With a tone that could’ve easily been mistaken for an angel’s, Sarang whispered, “It’s okay. Opening up about it is usually the first step. You may not have all the answers you need yet, but if you practice talking like this, I’m sure you’ll have no problem getting where you need to go.” Haru looked her in the eyes and silently nodded at her advice.
Some of the people around us noticed the hug, and I could sense the murmurs of rumors being created. Nearly a month had gone by since the situation with Clover, and after experiencing that, I didn’t want the two people closest to me to experience the same thing.
Surprising everyone, I opened my arms and pulled the two of them into a hug with me. My cheeks burned, but the look on my face must’ve helped cheer Haru up because he started laughing.
“Hey! I know I’m good-looking and all, but Yuri, you’re just not my type!” The three of us started laughing even harder. The stares of the students around us didn’t faze us one bit.

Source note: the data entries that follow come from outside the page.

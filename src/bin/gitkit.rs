use console::style;

/// Entry point for the `gitkit` binary.
///
/// Delegates to the CLI entry function and exits the process with the
/// returned exit code. If an error occurs, prints it and exits with status 1.
fn main() {
    match gitkit::cli::entry() {
        Ok(code) => std::process::exit(code),
        Err(e) => {
            eprintln!("{}", style(format!("Error: {}", e)).red().bold());
            std::process::exit(1)
        }
    }
}
use std::path::{Path, PathBuf};

use thiserror::Error;

use crate::git::GitError;
use crate::github::GitHubError;
use crate::identity::{ParseError, RuleError};

/// Top-level error for every `gitkit` command.
///
/// Each module owns a narrower error type; this enum wraps them so command
/// runners can propagate with `?` and the binary can print a single line.
#[derive(Debug, Error)]
pub enum Error {
    /// A git command failed outside of any particular repository.
    #[error(transparent)]
    Git(#[from] GitError),

    /// A git command failed while processing a repository.
    #[error("{}: {}", .path.display(), .source)]
    Repo {
        path: PathBuf,
        #[source]
        source: GitError,
    },

    /// `git log` produced output that could not be parsed.
    #[error("{}: {}", .path.display(), .source)]
    History {
        path: PathBuf,
        #[source]
        source: ParseError,
    },

    /// The rewrite rule failed validation.
    #[error("invalid rewrite rule: {0}")]
    Rule(#[from] RuleError),

    /// The GitHub API could not be queried.
    #[error(transparent)]
    GitHub(#[from] GitHubError),

    /// The scan root does not exist or is not a directory.
    #[error("not a directory: {}", .0.display())]
    NotADirectory(PathBuf),

    /// Walking the scan root failed.
    #[error("cannot scan for repositories: {0}")]
    Walk(#[from] walkdir::Error),

    /// An interactive prompt failed.
    #[error("prompt error: {0}")]
    Prompt(String),
}

/// Attaches the repository being processed to a [`GitError`].
pub trait InRepo<T> {
    fn in_repo(self, path: &Path) -> Result<T, Error>;
}

impl<T> InRepo<T> for Result<T, GitError> {
    fn in_repo(self, path: &Path) -> Result<T, Error> {
        self.map_err(|source| Error::Repo {
            path: path.to_path_buf(),
            source,
        })
    }
}

#[cfg(test)]
mod tests {
    use super::*;

    #[test]
    fn repo_errors_name_the_repository() {
        let res: Result<(), GitError> = Err(GitError::Exited {
            command: String::from("git push"),
            code: Some(1),
        });
        let err = res.in_repo(Path::new("/work/alpha")).unwrap_err();
        let msg = err.to_string();
        assert!(msg.starts_with("/work/alpha: "), "got: {msg}");
        assert!(msg.contains("git push"));
    }

    #[test]
    fn rule_errors_are_prefixed() {
        let err = Error::from(RuleError::NoOldEmails);
        assert_eq!(
            err.to_string(),
            "invalid rewrite rule: at least one old email is required"
        );
    }
}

I then made the mistake of looking Sarang in the eye. Our foreheads had been touching, but now that I was paying attention to it, I could feel my heart beating faster and faster at the thought of being so close to her.
I didn’t know what could be going through her mind, but I secretly hoped that she felt the same way.
“What are you idiots doing?” I sighed at the sound of Pinkie’s voice.
Arms crossed and standing next to our desks, Pinkie looked at all of us, giving an especially nasty glare to Sarang.
I couldn’t
shake this bad feeling that something was about to change for all of us.